The student at the front of the line pauses, then takes off running, but only attempts a one-handed cartwheel. I slink to the back of the line, hoping nobody will notice my cowardly exit. The only way I will be able to do an aerial cartwheel is if someone picks me up and throws me. While jumps and rolls class is my favorite class, there are limits to what a new trainee with back problems and a fear of falling can do.

I am a kung fu student for just a short month. During that time, I train with people from all over the world — Tunisia, Colombia, Norway, Ireland, New Zealand. I sympathize as some of them suffer from food poisoning, heat stroke, injuries and utter physical exhaustion. I hear — and relate to — their expressions of defeat, of frustration at failing the demands of the masters and the intensity of the training.

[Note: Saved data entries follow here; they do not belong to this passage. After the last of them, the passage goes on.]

#[tokio::test]
async fn test_nic_up_to_date() {
    let (_, context) = context();
    let output = ModuleRegistry::with_builtins()
        .execute(
            NIC,
            &seeded_nic(&[("private_ip_allocation_method", json!("dynamic"))]),
            &context,
        )
        .await
        .unwrap();

    assert!(!output.changed);
    assert_eq!(output.status, ModuleStatus::Ok);
    assert_eq!(
        output.msg,
        format!("Network interface '{MOCK_NETWORK_INTERFACE}' is up to date")
    );
}

#[tokio::test]
async fn test_nic_update_attaches_and_sets_dns() {
    let (service, context) = context();
    let pip = public_ip_id("web-pip");

    let output = ModuleRegistry::with_builtins()
        .execute(
            NIC,
            &seeded_nic(&[
                ("public_ip_address_id", json!(pip)),
                ("dns_servers", json!(["10.1.0.4"])),
            ]),
            &context,
        )
        .await
        .unwrap();

    assert!(output.changed);
    assert_eq!(
        output.data["changes"],
        json!(["public_ip_address_id", "dns_servers"])
    );

    let nic = NetworkInterfaces::new(service)
        .get(MOCK_RESOURCE_GROUP, MOCK_NETWORK_INTERFACE)
        .await
        .unwrap();
    assert_eq!(nic.public_ip_address_id.as_deref(), Some(pip.as_str()));
    assert_eq!(nic.dns_servers, vec!["10.1.0.4"]);
}
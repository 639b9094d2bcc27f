//! `Microsoft.Network/networkInterfaces` payloads.

use super::{IpAllocationMethod, SubResource};
use indexmap::IndexMap;
use serde::{Deserialize, Serialize};
use serde_json::{Map, Value};

/// A network interface as returned by ARM.
#[derive(Debug, Clone, Default, Serialize, Deserialize)]
#[serde(rename_all = "camelCase")]
pub struct NetworkInterfaceResource {
    #[serde(default, skip_serializing_if = "Option::is_none")]
    pub id: Option<String>,
    #[serde(default, skip_serializing_if = "Option::is_none")]
    pub name: Option<String>,
    #[serde(rename = "type", default, skip_serializing_if = "Option::is_none")]
    pub resource_type: Option<String>,
    #[serde(default, skip_serializing_if = "Option::is_none")]
    pub location: Option<String>,
    #[serde(default, skip_serializing_if = "Option::is_none")]
    pub tags: Option<IndexMap<String, String>>,
    #[serde(default, skip_serializing_if = "Option::is_none")]
    pub etag: Option<String>,
    #[serde(default)]
    pub properties: NetworkInterfaceProperties,
}

/// `properties` of a network interface.
#[derive(Debug, Clone, Default, Serialize, Deserialize)]
#[serde(rename_all = "camelCase")]
pub struct NetworkInterfaceProperties {
    #[serde(default, skip_serializing_if = "Option::is_none")]
    pub virtual_machine: Option<SubResource>,
    #[serde(default, skip_serializing_if = "Option::is_none")]
    pub mac_address: Option<String>,
    #[serde(default, skip_serializing_if = "Option::is_none")]
    pub network_security_group: Option<SubResource>,
    #[serde(default)]
    pub ip_configurations: Vec<NetworkInterfaceIpConfiguration>,
    #[serde(default, skip_serializing_if = "Option::is_none")]
    pub dns_settings: Option<NetworkInterfaceDnsSettings>,
    /// Older API versions report DNS at the properties level.
    #[serde(default, skip_serializing_if = "Option::is_none")]
    pub dns_servers: Option<Vec<String>>,
    #[serde(default, skip_serializing_if = "Option::is_none")]
    pub applied_dns_servers: Option<Vec<String>>,
    #[serde(default, skip_serializing_if = "Option::is_none")]
    pub internal_dns_name_label: Option<String>,
    #[serde(default, skip_serializing_if = "Option::is_none")]
    pub internal_fqdn: Option<String>,
    #[serde(default, skip_serializing_if = "Option::is_none")]
    pub primary: Option<bool>,
    #[serde(default, skip_serializing_if = "Option::is_none")]
    pub enable_accelerated_networking: Option<bool>,
    #[serde(
        rename = "enableIPForwarding",
        default,
        skip_serializing_if = "Option::is_none"
    )]
    pub enable_ip_forwarding: Option<bool>,
    #[serde(default, skip_serializing_if = "Option::is_none")]
    pub provisioning_state: Option<String>,
    /// Keys not modelled above
    #[serde(flatten)]
    pub additional: Map<String, Value>,
}

/// DNS settings of a network interface.
#[derive(Debug, Clone, Default, PartialEq, Eq, Serialize, Deserialize)]
#[serde(rename_all = "camelCase")]
pub struct NetworkInterfaceDnsSettings {
    #[serde(default)]
    pub dns_servers: Vec<String>,
    #[serde(default, skip_serializing_if = "Vec::is_empty")]
    pub applied_dns_servers: Vec<String>,
    #[serde(default, skip_serializing_if = "Option::is_none")]
    pub internal_dns_name_label: Option<String>,
    #[serde(default, skip_serializing_if = "Option::is_none")]
    pub internal_fqdn: Option<String>,
    #[serde(default, skip_serializing_if = "Option::is_none")]
    pub internal_domain_name_suffix: Option<String>,
}

/// One ip configuration of a network interface.
#[derive(Debug, Clone, Default, Serialize, Deserialize)]
#[serde(rename_all = "camelCase")]
pub struct NetworkInterfaceIpConfiguration {
    #[serde(default, skip_serializing_if = "Option::is_none")]
    pub id: Option<String>,
    #[serde(default, skip_serializing_if = "Option::is_none")]
    pub name: Option<String>,
    #[serde(default, skip_serializing_if = "Option::is_none")]
    pub etag: Option<String>,
    #[serde(default)]
    pub properties: IpConfigurationProperties,
}

/// `properties` of an ip configuration.
#[derive(Debug, Clone, Default, Serialize, Deserialize)]
#[serde(rename_all = "camelCase")]
pub struct IpConfigurationProperties {
    #[serde(default, skip_serializing_if = "Option::is_none")]
    pub subnet: Option<SubResource>,
    #[serde(
        rename = "privateIPAllocationMethod",
        default,
        skip_serializing_if = "Option::is_none"
    )]
    pub private_ip_allocation_method: Option<IpAllocationMethod>,
    #[serde(
        rename = "privateIPAddress",
        default,
        skip_serializing_if = "Option::is_none"
    )]
    pub private_ip_address: Option<String>,
    #[serde(
        rename = "publicIPAddress",
        default,
        skip_serializing_if = "Option::is_none"
    )]
    pub public_ip_address: Option<SubResource>,
    #[serde(default, skip_serializing_if = "Vec::is_empty")]
    pub load_balancer_backend_address_pools: Vec<SubResource>,
    #[serde(default, skip_serializing_if = "Vec::is_empty")]
    pub load_balancer_inbound_nat_rules: Vec<SubResource>,
    #[serde(default, skip_serializing_if = "Option::is_none")]
    pub primary: Option<bool>,
    #[serde(default, skip_serializing_if = "Option::is_none")]
    pub provisioning_state: Option<String>,
    /// Keys not modelled above
    #[serde(flatten)]
    pub additional: Map<String, Value>,
}

impl NetworkInterfaceResource {
    /// The first ip configuration, which is the one this crate manages.
    pub fn primary_ip_configuration(&self) -> Option<&NetworkInterfaceIpConfiguration> {
        self.properties.ip_configurations.first()
    }

    /// Mutable access to the first ip configuration.
    pub fn primary_ip_configuration_mut(&mut self) -> Option<&mut NetworkInterfaceIpConfiguration> {
        self.properties.ip_configurations.first_mut()
    }
}
//! The request layer: one async method per ARM round trip.
//!
//! [`NetworkService`] is implemented by [`AzureNetworkService`], which talks to
//! Resource Manager, and by [`MockNetworkService`], an in-memory stand-in used
//! for dry runs and tests. Resource models and modules only ever see the
//! trait object.

pub mod mock;
pub mod real;

pub use mock::MockNetworkService;
pub use real::AzureNetworkService;

use crate::config::Config;
use crate::error::{Error, Result};
use crate::models::{
    ExpressRouteServiceProviderResource, IpAllocationMethod, NetworkInterfaceDnsSettings,
    NetworkInterfaceIpConfiguration, NetworkInterfaceResource, SecurityRuleAccess,
    SecurityRuleDirection, SecurityRuleProperties, SecurityRuleProtocol, SecurityRuleResource,
    SubResource,
};
use async_trait::async_trait;
use indexmap::IndexMap;
use serde::{Deserialize, Serialize};
use std::fmt;
use std::sync::Arc;

/// Operations against `Microsoft.Network`.
#[async_trait]
pub trait NetworkService: Send + Sync {
    // ========================================================================
    // Network Interfaces
    // ========================================================================

    /// Create or replace a network interface with a single ip configuration.
    async fn create_or_update_network_interface(
        &self,
        params: &NetworkInterfaceParams,
    ) -> Result<NetworkInterfaceResource>;

    /// Point the NIC (or its first ip configuration) at another resource.
    async fn attach_resource_to_nic(
        &self,
        resource_group: &str,
        name: &str,
        resource: NicResource,
        resource_id: &str,
    ) -> Result<NetworkInterfaceResource>;

    /// Remove the public IP or network security group from the NIC.
    async fn detach_resource_from_nic(
        &self,
        resource_group: &str,
        name: &str,
        resource: NicResource,
    ) -> Result<NetworkInterfaceResource>;

    /// Delete a NIC. Returns `false` when it did not exist.
    async fn delete_network_interface(&self, resource_group: &str, name: &str) -> Result<bool>;

    /// Fetch a NIC.
    async fn get_network_interface(
        &self,
        resource_group: &str,
        name: &str,
    ) -> Result<NetworkInterfaceResource>;

    /// List the NICs of a resource group.
    async fn list_network_interfaces(
        &self,
        resource_group: &str,
    ) -> Result<Vec<NetworkInterfaceResource>>;

    /// List every NIC in the subscription.
    async fn list_all_network_interfaces(&self) -> Result<Vec<NetworkInterfaceResource>>;

    /// Whether the NIC exists.
    async fn network_interface_exists(&self, resource_group: &str, name: &str) -> Result<bool>;

    // ========================================================================
    // Network Security Rules
    // ========================================================================

    /// Create or replace a security rule.
    async fn create_or_update_network_security_rule(
        &self,
        params: &SecurityRuleParams,
    ) -> Result<SecurityRuleResource>;

    /// Fetch a security rule.
    async fn get_network_security_rule(
        &self,
        resource_group: &str,
        network_security_group_name: &str,
        name: &str,
    ) -> Result<SecurityRuleResource>;

    /// List the rules of a network security group.
    async fn list_network_security_rules(
        &self,
        resource_group: &str,
        network_security_group_name: &str,
    ) -> Result<Vec<SecurityRuleResource>>;

    /// Delete a security rule. Returns `false` when it did not exist.
    async fn delete_network_security_rule(
        &self,
        resource_group: &str,
        network_security_group_name: &str,
        name: &str,
    ) -> Result<bool>;

    /// Whether the security rule exists.
    async fn network_security_rule_exists(
        &self,
        resource_group: &str,
        network_security_group_name: &str,
        name: &str,
    ) -> Result<bool>;

    // ========================================================================
    // ExpressRoute
    // ========================================================================

    /// List the ExpressRoute service providers available to the subscription.
    async fn list_express_route_service_providers(
        &self,
    ) -> Result<Vec<ExpressRouteServiceProviderResource>>;
}

/// Build the service selected by the configuration.
pub fn service_from_config(config: &Config) -> Result<Arc<dyn NetworkService>> {
    if config.azure.mock {
        tracing::debug!("Using in-memory mock network service");
        return Ok(Arc::new(MockNetworkService::new()));
    }

    Ok(Arc::new(AzureNetworkService::from_config(config)?))
}

/// Resource a NIC can be attached to or detached from.
#[derive(Debug, Clone, Copy, PartialEq, Eq, Hash, Serialize, Deserialize)]
#[serde(rename_all = "snake_case")]
pub enum NicResource {
    /// Subnet of the first ip configuration
    Subnet,
    /// Public IP of the first ip configuration
    PublicIp,
    /// Network security group of the NIC
    NetworkSecurityGroup,
}

impl fmt::Display for NicResource {
    fn fmt(&self, f: &mut fmt::Formatter<'_>) -> fmt::Result {
        match self {
            Self::Subnet => write!(f, "Subnet"),
            Self::PublicIp => write!(f, "Public IP"),
            Self::NetworkSecurityGroup => write!(f, "Network Security Group"),
        }
    }
}

/// Set or clear `resource` on a NIC body.
///
/// `resource_id` of `None` detaches. The subnet cannot be detached since an
/// ip configuration without one is invalid.
pub fn apply_nic_resource(
    nic: &mut NetworkInterfaceResource,
    resource: NicResource,
    resource_id: Option<&str>,
) -> Result<()> {
    let reference = resource_id.map(SubResource::new);

    if resource == NicResource::NetworkSecurityGroup {
        nic.properties.network_security_group = reference;
        return Ok(());
    }

    let nic_name = nic.name.clone().unwrap_or_default();
    let ip_configuration = nic.primary_ip_configuration_mut().ok_or_else(|| {
        Error::invalid_attribute(
            "ip_configuration_name",
            format!("Network Interface {nic_name} has no ip configuration"),
        )
    })?;

    match (resource, reference) {
        (NicResource::Subnet, None) => Err(Error::invalid_attribute(
            "subnet_id",
            "Subnet can not be detached from a Network Interface",
        )),
        (NicResource::Subnet, reference) => {
            ip_configuration.properties.subnet = reference;
            Ok(())
        }
        (_, reference) => {
            ip_configuration.properties.public_ip_address = reference;
            Ok(())
        }
    }
}

// ============================================================================
// Request parameters
// ============================================================================

/// Everything needed to create or replace a network interface.
#[derive(Debug, Clone, PartialEq, Serialize, Deserialize)]
pub struct NetworkInterfaceParams {
    pub resource_group: String,
    pub name: String,
    pub location: String,
    pub subnet_id: String,
    pub public_ip_address_id: Option<String>,
    pub network_security_group_id: Option<String>,
    pub ip_configuration_name: String,
    pub private_ip_allocation_method: IpAllocationMethod,
    pub private_ip_address: Option<String>,
    #[serde(default)]
    pub load_balancer_backend_address_pools_ids: Vec<String>,
    #[serde(default)]
    pub load_balancer_inbound_nat_rules_ids: Vec<String>,
    #[serde(default)]
    pub dns_servers: Vec<String>,
    #[serde(default)]
    pub tags: IndexMap<String, String>,
}

impl NetworkInterfaceParams {
    /// The PUT body for a NIC that does not exist yet.
    pub fn to_resource(&self) -> NetworkInterfaceResource {
        let mut nic = NetworkInterfaceResource::default();
        self.apply_to(&mut nic);
        nic
    }

    /// Overlay these parameters onto a NIC read from Azure.
    ///
    /// A PUT replaces the whole resource, so everything the parameters do not
    /// cover (flags such as `enableIPForwarding`, secondary ip configurations,
    /// unmodelled keys) is left as Azure reported it.
    pub fn apply_to(&self, nic: &mut NetworkInterfaceResource) {
        let private_ip_address = match self.private_ip_allocation_method {
            IpAllocationMethod::Static => self.private_ip_address.clone(),
            IpAllocationMethod::Dynamic => None,
        };

        nic.name = Some(self.name.clone());
        nic.location = Some(self.location.clone());
        nic.tags = (!self.tags.is_empty()).then(|| self.tags.clone());

        let properties = &mut nic.properties;
        properties.network_security_group = self
            .network_security_group_id
            .as_deref()
            .map(SubResource::new);

        match properties.dns_settings.as_mut() {
            Some(dns) => dns.dns_servers = self.dns_servers.clone(),
            None if !self.dns_servers.is_empty() => {
                properties.dns_settings = Some(NetworkInterfaceDnsSettings {
                    dns_servers: self.dns_servers.clone(),
                    ..Default::default()
                });
            }
            None => {}
        }
        // Superseded by dnsSettings once that is sent
        if properties.dns_settings.is_some() {
            properties.dns_servers = None;
        }

        if properties.ip_configurations.is_empty() {
            properties
                .ip_configurations
                .push(NetworkInterfaceIpConfiguration::default());
        }
        let ip_configuration = &mut properties.ip_configurations[0];
        ip_configuration.name = Some(self.ip_configuration_name.clone());

        let ip = &mut ip_configuration.properties;
        ip.subnet = Some(SubResource::new(&self.subnet_id));
        ip.private_ip_allocation_method = Some(self.private_ip_allocation_method);
        ip.private_ip_address = private_ip_address;
        ip.public_ip_address = self.public_ip_address_id.as_deref().map(SubResource::new);
        ip.load_balancer_backend_address_pools = self
            .load_balancer_backend_address_pools_ids
            .iter()
            .map(SubResource::new)
            .collect();
        ip.load_balancer_inbound_nat_rules = self
            .load_balancer_inbound_nat_rules_ids
            .iter()
            .map(SubResource::new)
            .collect();
    }
}

/// Everything needed to create or replace a security rule.
#[derive(Debug, Clone, PartialEq, Serialize, Deserialize)]
pub struct SecurityRuleParams {
    pub name: String,
    pub resource_group: String,
    pub network_security_group_name: String,
    pub description: Option<String>,
    pub protocol: SecurityRuleProtocol,
    pub source_port_range: String,
    pub destination_port_range: String,
    pub source_address_prefix: String,
    pub destination_address_prefix: String,
    pub access: SecurityRuleAccess,
    pub priority: u32,
    pub direction: SecurityRuleDirection,
}

impl SecurityRuleParams {
    /// The PUT body for these parameters.
    pub fn to_resource(&self) -> SecurityRuleResource {
        SecurityRuleResource {
            name: Some(self.name.clone()),
            properties: SecurityRuleProperties {
                description: self.description.clone(),
                protocol: Some(self.protocol),
                source_port_range: Some(self.source_port_range.clone()),
                destination_port_range: Some(self.destination_port_range.clone()),
                source_address_prefix: Some(self.source_address_prefix.clone()),
                destination_address_prefix: Some(self.destination_address_prefix.clone()),
                access: Some(self.access),
                priority: Some(self.priority),
                direction: Some(self.direction),
                ..Default::default()
            },
            ..Default::default()
        }
    }
}

// ============================================================================
// Log and error context
// ============================================================================

pub(crate) fn nic_write_context(name: &str, resource_group: &str) -> String {
    format!("Creating/Updating Network Interface {name} in Resource Group {resource_group}.")
}

pub(crate) fn rule_write_context(name: &str, resource_group: &str) -> String {
    format!("Creating/Updating Network Security Rule {name} in Resource Group {resource_group}.")
}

I also notice students using their free time to help new arrivals with their first forms, patiently demonstrating to them the unfamiliar movements. I see them on the ground, arms shaking and faces pouring with sweat, as they determinedly finish their third set of push-ups in 40 degree Celsius heat. And I hear the words of encouragement, often for me, as the more experienced attempt to boost the morale of the newbies:

“You’re doing really well. It took me almost a month to learn that form.”

“Really? You don’t have any gymnastics training? But you’re so flexible.”

“Don’t worry, the first month is always the hardest…”

Not everyone can drop 5,000 U.S. dollars in tuition fees for a year-long stay at a Shaolin Kung Fu School. And many may not want to pay to spend five to six hours a day actively training, live with forty others in a dorm and possibly break a limb or two. But those who choose to do so find themselves among a rare group of people who are willing to push themselves to their mental and physical limits — all while living in a foreign country, eating unfamiliar food at every meal and perhaps not ever speaking their native language. And once at the school, all are welcomed into a community of determined, independent and passionate martial arts aficionados. They develop their flexibility and strength, and they learn to understand one of the oldest and most respected fighting styles in the world.

One day, despite the many trials, I may go back to the Qufu Shaolin Kung Fu School. And if I do, you won’t ever find me sneaking to the back of the line again to avoid a challenge.